▶ [To do]
Say only the number of lines in the entries below that contain "domain".

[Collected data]
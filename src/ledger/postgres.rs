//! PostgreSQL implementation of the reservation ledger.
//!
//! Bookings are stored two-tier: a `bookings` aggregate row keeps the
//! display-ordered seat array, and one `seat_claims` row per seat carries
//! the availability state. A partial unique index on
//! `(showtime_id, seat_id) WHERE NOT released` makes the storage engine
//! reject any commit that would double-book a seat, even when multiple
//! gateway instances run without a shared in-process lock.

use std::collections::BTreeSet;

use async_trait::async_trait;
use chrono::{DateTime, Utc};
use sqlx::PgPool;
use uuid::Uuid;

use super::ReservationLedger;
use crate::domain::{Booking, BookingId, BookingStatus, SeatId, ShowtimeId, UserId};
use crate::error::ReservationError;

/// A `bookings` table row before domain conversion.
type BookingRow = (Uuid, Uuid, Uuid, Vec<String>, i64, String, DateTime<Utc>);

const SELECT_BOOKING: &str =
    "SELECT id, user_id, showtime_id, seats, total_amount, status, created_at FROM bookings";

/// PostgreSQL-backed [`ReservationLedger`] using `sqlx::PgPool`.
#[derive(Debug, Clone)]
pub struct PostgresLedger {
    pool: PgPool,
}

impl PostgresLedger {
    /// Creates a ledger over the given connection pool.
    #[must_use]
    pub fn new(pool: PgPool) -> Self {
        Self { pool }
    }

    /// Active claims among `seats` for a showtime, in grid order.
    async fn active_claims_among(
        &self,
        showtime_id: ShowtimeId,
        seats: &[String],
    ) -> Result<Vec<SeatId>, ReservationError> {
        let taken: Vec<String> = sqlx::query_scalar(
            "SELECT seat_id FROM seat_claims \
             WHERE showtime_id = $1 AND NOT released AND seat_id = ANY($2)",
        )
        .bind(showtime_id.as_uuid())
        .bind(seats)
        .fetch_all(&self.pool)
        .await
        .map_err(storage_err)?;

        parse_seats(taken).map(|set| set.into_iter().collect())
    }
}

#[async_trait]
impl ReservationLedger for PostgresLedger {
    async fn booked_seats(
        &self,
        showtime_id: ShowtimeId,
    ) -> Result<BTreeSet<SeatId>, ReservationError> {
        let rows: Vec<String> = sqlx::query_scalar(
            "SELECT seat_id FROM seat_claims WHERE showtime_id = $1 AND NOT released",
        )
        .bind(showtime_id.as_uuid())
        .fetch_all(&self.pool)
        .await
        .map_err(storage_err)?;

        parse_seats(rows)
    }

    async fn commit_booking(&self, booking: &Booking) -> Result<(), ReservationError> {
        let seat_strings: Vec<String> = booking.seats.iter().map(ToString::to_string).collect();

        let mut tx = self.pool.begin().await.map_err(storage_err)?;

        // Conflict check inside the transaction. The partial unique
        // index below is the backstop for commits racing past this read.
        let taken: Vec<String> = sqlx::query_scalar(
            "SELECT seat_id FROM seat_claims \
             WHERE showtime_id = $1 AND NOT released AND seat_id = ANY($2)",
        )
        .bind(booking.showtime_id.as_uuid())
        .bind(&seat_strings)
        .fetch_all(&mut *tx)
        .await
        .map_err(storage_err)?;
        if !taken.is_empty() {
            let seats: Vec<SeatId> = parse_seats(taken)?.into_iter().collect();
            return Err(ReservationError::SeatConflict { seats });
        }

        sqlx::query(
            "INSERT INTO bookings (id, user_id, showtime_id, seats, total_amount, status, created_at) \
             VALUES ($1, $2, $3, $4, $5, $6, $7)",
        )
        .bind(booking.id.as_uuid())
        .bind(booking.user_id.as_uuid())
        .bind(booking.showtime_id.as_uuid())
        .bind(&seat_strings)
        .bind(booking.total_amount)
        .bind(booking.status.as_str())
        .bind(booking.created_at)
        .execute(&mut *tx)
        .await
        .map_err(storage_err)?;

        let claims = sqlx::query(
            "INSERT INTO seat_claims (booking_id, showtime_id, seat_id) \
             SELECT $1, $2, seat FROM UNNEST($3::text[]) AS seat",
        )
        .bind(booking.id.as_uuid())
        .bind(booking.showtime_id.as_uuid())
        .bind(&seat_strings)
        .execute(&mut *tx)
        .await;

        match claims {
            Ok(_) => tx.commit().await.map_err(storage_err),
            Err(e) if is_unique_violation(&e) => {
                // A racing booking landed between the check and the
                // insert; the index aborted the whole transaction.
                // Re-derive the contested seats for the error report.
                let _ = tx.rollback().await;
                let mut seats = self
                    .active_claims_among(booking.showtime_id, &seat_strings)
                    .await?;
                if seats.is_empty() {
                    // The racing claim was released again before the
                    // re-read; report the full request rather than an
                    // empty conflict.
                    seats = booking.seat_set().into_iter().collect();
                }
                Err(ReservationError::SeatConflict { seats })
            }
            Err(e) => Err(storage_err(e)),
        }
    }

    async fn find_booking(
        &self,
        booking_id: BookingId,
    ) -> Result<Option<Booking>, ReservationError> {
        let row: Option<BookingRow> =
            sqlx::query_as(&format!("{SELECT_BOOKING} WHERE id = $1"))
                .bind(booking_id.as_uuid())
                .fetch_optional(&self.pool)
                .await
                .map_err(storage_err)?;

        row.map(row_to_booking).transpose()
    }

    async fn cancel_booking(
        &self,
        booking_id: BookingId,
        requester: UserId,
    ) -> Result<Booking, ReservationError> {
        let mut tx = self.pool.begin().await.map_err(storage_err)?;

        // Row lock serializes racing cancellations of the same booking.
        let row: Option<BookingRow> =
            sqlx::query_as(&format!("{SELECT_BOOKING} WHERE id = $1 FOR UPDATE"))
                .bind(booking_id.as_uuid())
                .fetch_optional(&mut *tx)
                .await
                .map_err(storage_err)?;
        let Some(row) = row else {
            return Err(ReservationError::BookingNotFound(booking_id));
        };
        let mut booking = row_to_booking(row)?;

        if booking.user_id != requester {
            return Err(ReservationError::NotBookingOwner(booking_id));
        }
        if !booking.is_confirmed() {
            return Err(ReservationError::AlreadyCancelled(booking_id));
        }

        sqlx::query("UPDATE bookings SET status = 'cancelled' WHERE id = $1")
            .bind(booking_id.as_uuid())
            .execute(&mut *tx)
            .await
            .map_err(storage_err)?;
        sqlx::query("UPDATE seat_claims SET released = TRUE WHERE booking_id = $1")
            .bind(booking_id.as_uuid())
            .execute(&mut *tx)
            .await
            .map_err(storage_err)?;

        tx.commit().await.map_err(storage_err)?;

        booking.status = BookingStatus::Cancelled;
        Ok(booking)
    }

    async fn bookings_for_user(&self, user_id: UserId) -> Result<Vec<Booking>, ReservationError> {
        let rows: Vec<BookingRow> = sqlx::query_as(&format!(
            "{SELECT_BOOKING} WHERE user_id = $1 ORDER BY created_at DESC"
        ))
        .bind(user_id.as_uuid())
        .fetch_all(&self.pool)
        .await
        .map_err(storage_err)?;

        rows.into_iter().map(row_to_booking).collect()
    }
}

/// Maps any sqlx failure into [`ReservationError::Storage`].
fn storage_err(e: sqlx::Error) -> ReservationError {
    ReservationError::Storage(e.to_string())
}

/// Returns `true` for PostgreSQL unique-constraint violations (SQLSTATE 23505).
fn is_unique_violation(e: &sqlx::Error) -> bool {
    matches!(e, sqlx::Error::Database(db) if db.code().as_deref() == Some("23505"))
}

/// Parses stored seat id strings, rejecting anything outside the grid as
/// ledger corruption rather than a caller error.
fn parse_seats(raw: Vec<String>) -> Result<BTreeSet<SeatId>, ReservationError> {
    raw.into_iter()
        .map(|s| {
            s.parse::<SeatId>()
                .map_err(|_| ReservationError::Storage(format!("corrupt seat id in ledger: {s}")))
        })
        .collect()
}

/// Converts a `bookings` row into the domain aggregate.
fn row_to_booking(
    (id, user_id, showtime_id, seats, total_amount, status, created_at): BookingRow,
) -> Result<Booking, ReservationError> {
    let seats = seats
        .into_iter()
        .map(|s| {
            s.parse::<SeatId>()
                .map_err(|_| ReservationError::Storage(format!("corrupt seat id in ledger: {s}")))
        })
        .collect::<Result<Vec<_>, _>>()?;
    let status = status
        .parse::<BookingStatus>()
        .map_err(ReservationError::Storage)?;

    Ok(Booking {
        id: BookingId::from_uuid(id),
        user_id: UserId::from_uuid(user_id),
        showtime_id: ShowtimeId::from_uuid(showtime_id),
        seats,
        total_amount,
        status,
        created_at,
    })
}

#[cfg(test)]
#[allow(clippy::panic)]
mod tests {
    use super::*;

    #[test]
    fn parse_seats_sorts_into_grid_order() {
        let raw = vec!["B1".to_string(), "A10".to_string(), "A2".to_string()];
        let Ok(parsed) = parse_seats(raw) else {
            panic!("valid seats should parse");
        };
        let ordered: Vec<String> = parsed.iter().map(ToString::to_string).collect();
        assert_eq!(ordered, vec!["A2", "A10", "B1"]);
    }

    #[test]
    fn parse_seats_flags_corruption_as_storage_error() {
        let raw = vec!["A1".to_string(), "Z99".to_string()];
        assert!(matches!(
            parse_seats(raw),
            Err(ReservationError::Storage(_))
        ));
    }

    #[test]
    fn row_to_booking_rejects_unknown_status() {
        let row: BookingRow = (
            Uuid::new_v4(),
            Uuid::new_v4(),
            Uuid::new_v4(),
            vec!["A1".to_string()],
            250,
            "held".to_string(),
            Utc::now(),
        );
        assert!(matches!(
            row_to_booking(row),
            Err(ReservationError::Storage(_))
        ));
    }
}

▶ [Reply to the exercise]
3